OK, found the BBC story on it:

http://news.bbc.co.uk/2/hi/uk_news/education/7612152.stm

They seem to be the only ones to have long quotes from Prof. Reiss.

Quote
He says that in his experience it is more effective to include discussion about creationism alongside scientific theories such as the Big Bang and evolution.

"An increasing percentage of children in the UK come from families that do not accept the scientific version of the history of the universe and the evolution of species.

"What are we to do with those children? My experience after having tried to teach biology for 20 years is if one simply gives the impression that such children are wrong, then they are not likely to learn much about the science that one really wants them to learn.
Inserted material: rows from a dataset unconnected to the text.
//! Telemetry initialization.
//!
//! Structured logging through `tracing`, configured by environment:
//! `RUST_LOG` filters as usual, and `DOGMA_LOG_FORMAT=json` switches the
//! stderr output to JSON lines for log shippers. Initialization is
//! idempotent — a second call (tests, embedding) is a no-op.

use std::sync::Once;

use tracing_subscriber::EnvFilter;

static INIT: Once = Once::new();

/// Initialize the global tracing subscriber. Safe to call more than once.
pub fn init() {
    INIT.call_once(|| {
        let filter = EnvFilter::try_from_default_env().unwrap_or_else(|_| EnvFilter::new("info"));
        let json = std::env::var("DOGMA_LOG_FORMAT").is_ok_and(|v| v == "json");
        if json {
            let _ = tracing_subscriber::fmt()
                .json()
                .with_env_filter(filter)
                .with_writer(std::io::stderr)
                .try_init();
        } else {
            let _ = tracing_subscriber::fmt()
                .with_env_filter(filter)
                .with_writer(std::io::stderr)
                .try_init();
        }
    });
}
"I think a better way forward is to say to them 'look, I simply want to present you with the scientific understanding of the history of the universe and how animals and plants and other organisms evolved'.

He also added a clarification on his position regarding creationism in schools.

"Some of my comments about the teaching of creationism have been misinterpreted as suggesting that creationism should be taught in science classes. Creationism has no scientific basis.

"However, when young people ask questions about creationism in science classes, teachers need to be able to explain to them why evolution and the Big Bang are scientific theories but they should also take the time to explain how science works and why creationism has no scientific basis.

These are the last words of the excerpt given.